Although automatic catching machines have been on the market for a number of years, 95% of broilers are still caught manually around the world. To avoid damage to broilers, life must be made as easy as possible for catchers. This also means paying close attention to the design of the modules into which birds, once caught, will be loaded.

Although plastic crates are still used, operators mostly prefer multi-tier containers or modules. These modules should be brought into the growing shed and placed as close as possible to where catching is actually happening; catchers should not have to walk any distance with birds. It is particularly important that their design allows modules to be placed close to walls or corners, so that those last few birds can be caught and loaded. Extractable trays are therefore not preferred, they take up too much space. Modules should also allow birds to be loaded easily with minimal risk of damage. Loading openings should therefore be big enough to allow birds to be loaded downwards onto their feet. Module design should minimize the risk of heads, wings or legs becoming trapped during loading. Marel’s GP and ATLAS transport modules open up to give a wide loading opening.

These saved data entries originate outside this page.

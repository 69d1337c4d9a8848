//! Crawler module for fetching and processing claimed URLs
//!
//! This module contains the worker side of the frontier, including:
//! - HTTP fetching with manual redirect handling
//! - HTML link, email and entity extraction
//! - The batch worker that claims, fetches and finalizes records

mod extractor;
mod fetcher;
mod worker;

pub use extractor::{Entities, ExtractError, ExtractedLinks, Extractor, HtmlExtractor};
pub use fetcher::{build_http_client, FetchError, FetchedPage, Fetcher, HttpFetcher};
pub use worker::{BatchReport, RunReport, Worker, WorkerSettings};

use crate::config::Config;
use crate::storage::open_storage;
use crate::Result;
use std::path::Path;

/// Runs a complete crawl against the configured database
///
/// This is the main entry point for a worker process. It will:
/// 1. Open the shared store
/// 2. Queue homepages of active domains
/// 3. Claim and process batches until nothing is eligible or
///    `max_batches` is reached
///
/// # Example
///
/// ```no_run
/// use tidewater::config::load_config;
/// use tidewater::crawler::crawl;
/// use std::path::Path;
///
/// # async fn example() -> Result<(), Box<dyn std::error::Error>> {
/// let config = load_config(Path::new("tidewater.toml"))?;
/// let report = crawl(&config, Some(1)).await?;
/// println!("{} completed", report.totals.completed);
/// # Ok(())
/// # }
/// ```
pub async fn crawl(config: &Config, max_batches: Option<usize>) -> Result<RunReport> {
    let storage = open_storage(
        Path::new(&config.store.database_path),
        config.store.busy_timeout(),
    )?;
    let worker = Worker::from_config(config, storage)?;
    worker.run(max_batches).await
}
//! Domain registry and seeding
//!
//! Operators register sites by name; every active site is crawled starting
//! from its homepage. Seeding also accepts individual URLs.

use crate::state::DomainStatus;
use crate::storage::{NewUrl, Storage};
use crate::url::{canonicalize_domain, extract_domain, normalize_url};
use crate::{CrawlError, Result};
use chrono::{DateTime, Utc};

/// Result of registering a domain
#[derive(Debug, Clone, PartialEq, Eq)]
pub struct SeededDomain {
    pub domain_id: i64,
    pub normalized_domain: String,
    pub created: bool,
    /// Id of the homepage record, new or existing
    pub homepage_id: i64,
}

/// Result of seeding a single URL
#[derive(Debug, Clone, PartialEq, Eq)]
pub struct SeededUrl {
    pub url_id: i64,
    pub normalized_url: String,
    pub domain_id: Option<i64>,
    pub created: bool,
}

/// Registers a domain and queues its homepage
///
/// Idempotent: an existing domain keeps its id, status and notes.
pub fn seed_domain<S: Storage + ?Sized>(
    storage: &mut S,
    name: &str,
    notes: Option<&str>,
    now: DateTime<Utc>,
) -> Result<SeededDomain> {
    let normalized_domain = canonicalize_domain(name)?;
    let (domain_id, created) = storage.resolve_or_create_domain(&normalized_domain, notes, now)?;

    let homepage = normalize_url(&format!("https://{}/", normalized_domain))?;
    let (homepage_id, _) = storage.insert_url_if_absent(&NewUrl::from_url(&homepage, Some(domain_id)), now)?;

    if created {
        tracing::info!("Registered domain {} with id {}", normalized_domain, domain_id);
    } else {
        tracing::info!("Domain {} already registered with id {}", normalized_domain, domain_id);
    }

    Ok(SeededDomain {
        domain_id,
        normalized_domain,
        created,
        homepage_id,
    })
}

/// Queues a single URL
///
/// Without an explicit `domain_id` the URL's domain is resolved or created.
/// An explicit id must name a registered domain.
pub fn seed_url<S: Storage + ?Sized>(
    storage: &mut S,
    raw_url: &str,
    domain_id: Option<i64>,
    now: DateTime<Utc>,
) -> Result<SeededUrl> {
    let url = normalize_url(raw_url)?;

    let domain_id = match domain_id {
        Some(id) => {
            storage
                .find_domain(id)?
                .ok_or(CrawlError::DomainNotFound(id))?;
            id
        }
        None => {
            let domain = extract_domain(&url).ok_or(crate::UrlError::MissingDomain)?;
            storage.resolve_or_create_domain(&domain, None, now)?.0
        }
    };

    let (url_id, created) = storage.insert_url_if_absent(&NewUrl::from_url(&url, Some(domain_id)), now)?;

    if created {
        tracing::info!("Added seed URL {} with id {}", url, url_id);
    } else {
        tracing::info!("URL {} already exists with id {}", url, url_id);
    }

    Ok(SeededUrl {
        url_id,
        normalized_url: url.to_string(),
        domain_id: Some(domain_id),
        created,
    })
}

/// Ensures every active domain has its homepage queued
///
/// Returns how many homepage records were created.
pub fn seed_homepages<S: Storage + ?Sized>(storage: &mut S, now: DateTime<Utc>) -> Result<usize> {
    let domains = storage.list_active_domains()?;
    let mut created = 0;

    for domain in &domains {
        let homepage = match normalize_url(&domain.homepage()) {
            Ok(url) => url,
            Err(e) => {
                tracing::warn!("Skipping homepage for {}: {}", domain.normalized_domain, e);
                continue;
            }
        };

        if storage
            .insert_url_if_absent(&NewUrl::from_url(&homepage, Some(domain.id)), now)?
            .1
        {
            created += 1;
        }
    }

    tracing::info!(
        "Homepages checked for {} active domains, {} added",
        domains.len(),
        created
    );
    Ok(created)
}

/// Changes a domain's status
///
/// Returns false when no domain has that id.
pub fn mark_status<S: Storage + ?Sized>(
    storage: &mut S,
    domain_id: i64,
    status: DomainStatus,
    now: DateTime<Utc>,
) -> Result<bool> {
    let found = storage.mark_domain_status(domain_id, status, now)?;
    if found {
        tracing::info!("Domain {} marked {}", domain_id, status);
    } else {
        tracing::warn!("Domain {} not found", domain_id);
    }
    Ok(found)
}
//! HttpFetcher tests against a mock server

use std::time::Duration;
use tidewater::config::UserAgentConfig;
use tidewater::crawler::{FetchError, Fetcher, HttpFetcher};
use tidewater::storage::RedirectHop;
use url::Url;
use wiremock::matchers::{header_exists, method, path};
use wiremock::{Mock, MockServer, ResponseTemplate};

fn fetcher() -> HttpFetcher {
    HttpFetcher::new(&UserAgentConfig::default(), 5).unwrap()
}

fn url(server: &MockServer, route: &str) -> Url {
    Url::parse(&format!("{}{}", server.uri(), route)).unwrap()
}

#[tokio::test]
async fn test_fetch_success() {
    let server = MockServer::start().await;
    Mock::given(method("GET"))
        .and(path("/"))
        .and(header_exists("user-agent"))
        .respond_with(ResponseTemplate::new(200).set_body_string("<html>hello</html>"))
        .mount(&server)
        .await;

    let page = fetcher()
        .fetch(&url(&server, "/"), Duration::from_secs(5))
        .await
        .unwrap();

    assert_eq!(page.http_status, 200);
    assert_eq!(page.content, "<html>hello</html>");
    assert_eq!(page.final_url, url(&server, "/"));
    assert!(page.redirect_chain.is_empty());
}

#[tokio::test]
async fn test_redirects_are_recorded() {
    let server = MockServer::start().await;
    Mock::given(method("GET"))
        .and(path("/old"))
        .respond_with(ResponseTemplate::new(301).insert_header("Location", "/middle"))
        .mount(&server)
        .await;
    Mock::given(method("GET"))
        .and(path("/middle"))
        .respond_with(ResponseTemplate::new(302).insert_header("Location", "/new"))
        .mount(&server)
        .await;
    Mock::given(method("GET"))
        .and(path("/new"))
        .respond_with(ResponseTemplate::new(200).set_body_string("moved"))
        .mount(&server)
        .await;

    let page = fetcher()
        .fetch(&url(&server, "/old"), Duration::from_secs(5))
        .await
        .unwrap();

    assert_eq!(page.final_url, url(&server, "/new"));
    assert_eq!(page.content, "moved");
    assert_eq!(
        page.redirect_chain,
        vec![
            RedirectHop {
                url: url(&server, "/old").to_string(),
                status: 301
            },
            RedirectHop {
                url: url(&server, "/middle").to_string(),
                status: 302
            },
        ]
    );
}

#[tokio::test]
async fn test_redirect_loop_is_detected() {
    let server = MockServer::start().await;
    Mock::given(method("GET"))
        .and(path("/a"))
        .respond_with(ResponseTemplate::new(302).insert_header("Location", "/b"))
        .mount(&server)
        .await;
    Mock::given(method("GET"))
        .and(path("/b"))
        .respond_with(ResponseTemplate::new(302).insert_header("Location", "/a"))
        .mount(&server)
        .await;

    let result = fetcher()
        .fetch(&url(&server, "/a"), Duration::from_secs(5))
        .await;
    assert!(matches!(result, Err(FetchError::RedirectLoop(_))));
}

#[tokio::test]
async fn test_redirect_limit() {
    let server = MockServer::start().await;
    for i in 0..10 {
        Mock::given(method("GET"))
            .and(path(format!("/hop{}", i)))
            .respond_with(
                ResponseTemplate::new(301).insert_header("Location", format!("/hop{}", i + 1).as_str()),
            )
            .mount(&server)
            .await;
    }

    let result = fetcher()
        .fetch(&url(&server, "/hop0"), Duration::from_secs(5))
        .await;
    assert!(matches!(result, Err(FetchError::TooManyRedirects(5))));
}

#[tokio::test]
async fn test_server_error_is_a_failure() {
    let server = MockServer::start().await;
    Mock::given(method("GET"))
        .and(path("/broken"))
        .respond_with(ResponseTemplate::new(503))
        .mount(&server)
        .await;

    let result = fetcher()
        .fetch(&url(&server, "/broken"), Duration::from_secs(5))
        .await;

    match result {
        Err(e) => assert_eq!(e.http_status(), Some(503)),
        Ok(_) => panic!("503 must not be treated as success"),
    }
}

#[tokio::test]
async fn test_missing_page_is_a_failure() {
    let server = MockServer::start().await;

    let result = fetcher()
        .fetch(&url(&server, "/nothing-here"), Duration::from_secs(5))
        .await;
    assert!(matches!(result, Err(FetchError::HttpStatus { status: 404, .. })));
}

#[tokio::test]
async fn test_slow_response_times_out() {
    let server = MockServer::start().await;
    Mock::given(method("GET"))
        .and(path("/slow"))
        .respond_with(
            ResponseTemplate::new(200)
                .set_body_string("late")
                .set_delay(Duration::from_secs(3)),
        )
        .mount(&server)
        .await;

    let result = fetcher()
        .fetch(&url(&server, "/slow"), Duration::from_millis(200))
        .await;
    assert!(matches!(result, Err(FetchError::Timeout(_))));
}

#[tokio::test]
async fn test_connection_refused_is_reported() {
    // nothing listens on port 9 locally
    let target = Url::parse("http://127.0.0.1:9/").unwrap();
    let result = fetcher().fetch(&target, Duration::from_secs(2)).await;
    assert!(matches!(result, Err(FetchError::Network(_)) | Err(FetchError::Timeout(_))));
}
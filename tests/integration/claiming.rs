//! Claim protocol tests: dedup, exclusivity and window eligibility

use crate::common::{open, seed, t0, temp_db};
use chrono::Duration;
use std::collections::HashSet;
use std::sync::{Arc, Barrier};
use std::thread;
use tidewater::crawler::ExtractedLinks;
use tidewater::frontier::store_discovered_links;
use tidewater::storage::{CrawlResults, SqliteStorage, Storage};
use tidewater::{
    claim_batch, fingerprint, normalize_url, ClaimPolicy, ClaimedUrl, OwnerToken, UrlStatus,
};

#[test]
fn test_same_link_from_two_pages_creates_one_record() {
    let mut storage = SqliteStorage::new_in_memory().unwrap();

    let first = seed(&mut storage, "https://example.com/shared", None);
    let second = seed(&mut storage, "https://WWW.example.com/shared#section", None);

    assert_eq!(first, second);
    assert_eq!(storage.count_total_urls().unwrap(), 1);
}

#[test]
fn test_normalization_is_idempotent() {
    let a = normalize_url("https://WWW.Example.com/a#frag").unwrap();
    let b = normalize_url("http://example.com/a").unwrap();

    assert_eq!(a.host_str(), Some("example.com"));
    assert_eq!(b.host_str(), Some("example.com"));
    assert_eq!(a.path(), "/a");
    assert_eq!(b.path(), "/a");
    assert_eq!(a.scheme(), "https");
    assert_eq!(b.scheme(), "http");

    assert_eq!(normalize_url(a.as_str()).unwrap(), a);
    assert_eq!(fingerprint(a.as_str()), fingerprint(normalize_url(a.as_str()).unwrap().as_str()));
}

#[test]
fn test_concurrent_workers_never_share_a_record() {
    let (_dir, path) = temp_db();
    {
        let mut storage = open(&path);
        for i in 0..60 {
            seed(&mut storage, &format!("https://example.com/page/{}", i), None);
        }
    }

    let workers = 4;
    let barrier = Arc::new(Barrier::new(workers));
    let handles: Vec<_> = (0..workers)
        .map(|_| {
            let path = path.clone();
            let barrier = Arc::clone(&barrier);
            thread::spawn(move || {
                let mut storage = open(&path);
                let policy = ClaimPolicy::default();
                let mut mine = Vec::new();
                barrier.wait();
                loop {
                    let owner = OwnerToken::generate();
                    let batch = claim_batch(&mut storage, &owner, 7, &policy, t0()).unwrap();
                    if batch.is_empty() {
                        break;
                    }
                    for claimed in &batch {
                        assert_eq!(claimed.locked_by, owner.as_str());
                    }
                    mine.extend(batch.into_iter().map(|c| c.id));
                }
                mine
            })
        })
        .collect();

    let mut all = Vec::new();
    for handle in handles {
        all.extend(handle.join().unwrap());
    }

    let unique: HashSet<i64> = all.iter().copied().collect();
    assert_eq!(all.len(), 60, "every record claimed exactly once");
    assert_eq!(unique.len(), 60);
}

#[test]
fn test_second_claim_at_same_instant_gets_nothing() {
    let (_dir, path) = temp_db();
    let mut a = open(&path);
    let mut b = open(&path);
    seed(&mut a, "https://example.com/", None);

    let policy = ClaimPolicy::default();
    let first = claim_batch(&mut a, &OwnerToken::new("a"), 10, &policy, t0()).unwrap();
    let second = claim_batch(&mut b, &OwnerToken::new("b"), 10, &policy, t0()).unwrap();

    assert_eq!(first.len(), 1);
    assert!(second.is_empty());
}

#[test]
fn test_completed_record_eligible_only_after_window() {
    let mut storage = SqliteStorage::new_in_memory().unwrap();
    let id = seed(&mut storage, "https://example.com/", None);
    let policy = ClaimPolicy::default();

    let owner = OwnerToken::new("crawler");
    claim_batch(&mut storage, &owner, 10, &policy, t0()).unwrap();
    assert!(storage
        .finalize_success(id, owner.as_str(), &CrawlResults::default(), t0())
        .unwrap());

    let after_1h = claim_batch(
        &mut storage,
        &OwnerToken::new("early"),
        10,
        &policy,
        t0() + Duration::hours(1),
    )
    .unwrap();
    assert!(after_1h.is_empty());

    let after_49h = claim_batch(
        &mut storage,
        &OwnerToken::new("late"),
        10,
        &policy,
        t0() + Duration::hours(49),
    )
    .unwrap();
    assert_eq!(after_49h.len(), 1);
    assert_eq!(after_49h[0].id, id);
    assert_eq!(storage.get_url(id).unwrap().status, UrlStatus::Processing);
}

#[test]
fn test_errored_record_is_retried_after_window() {
    let mut storage = SqliteStorage::new_in_memory().unwrap();
    let id = seed(&mut storage, "https://example.com/", None);
    let policy = ClaimPolicy::default();

    let owner = OwnerToken::new("crawler");
    claim_batch(&mut storage, &owner, 10, &policy, t0()).unwrap();
    storage
        .finalize_failure(id, owner.as_str(), "HTTP 500", Some(500), t0())
        .unwrap();

    let retry = claim_batch(
        &mut storage,
        &OwnerToken::new("retry"),
        10,
        &policy,
        t0() + Duration::hours(49),
    )
    .unwrap();
    assert_eq!(retry.len(), 1);
}

#[test]
fn test_concurrent_discovery_of_one_link_creates_one_record() {
    let (_dir, path) = temp_db();
    let workers = 2;
    let barrier = Arc::new(Barrier::new(workers));

    let handles: Vec<_> = (0..workers)
        .map(|i| {
            let path = path.clone();
            let barrier = Arc::clone(&barrier);
            thread::spawn(move || {
                let mut storage = open(&path);
                let source = ClaimedUrl {
                    id: i as i64 + 100,
                    url: format!("https://example.com/source/{}", i),
                    domain_id: None,
                    locked_by: format!("worker-{}", i),
                };
                let found = ExtractedLinks {
                    internal: vec![normalize_url("https://example.com/shared").unwrap()],
                    external: Vec::new(),
                };
                barrier.wait();
                store_discovered_links(&mut storage, &source, &found, true, t0()).unwrap()
            })
        })
        .collect();

    let reports: Vec<_> = handles.into_iter().map(|h| h.join().unwrap()).collect();

    assert_eq!(reports.iter().map(|r| r.created).sum::<usize>(), 1);
    assert_eq!(reports.iter().map(|r| r.existing).sum::<usize>(), 1);

    let storage = open(&path);
    assert_eq!(storage.count_total_urls().unwrap(), 1);
    assert!(storage
        .get_url_by_fingerprint(&fingerprint("https://example.com/shared"))
        .unwrap()
        .is_some());
}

Full modules should be loaded on the truck as quickly as possible. Loading a truck will typically take up to an hour. The journey to the processing plant shouldn’t last for hours and hours. Ideally broilers should not be crated for more than a few hours. Being on the truck also has its risks for the birds. Measures will have to be taken to protect them from extremes of heat and cold and from inclement weather. Broiler chickens produce a lot of heat and exhale humid air. Heat stress can quickly become an issue. Transport module design should allow for efficient ventilation both when the truck is parked and when it is in motion. Particularly important is floor design, allowing birds to grip when the truck brakes, takes turns or drives a bumpy road.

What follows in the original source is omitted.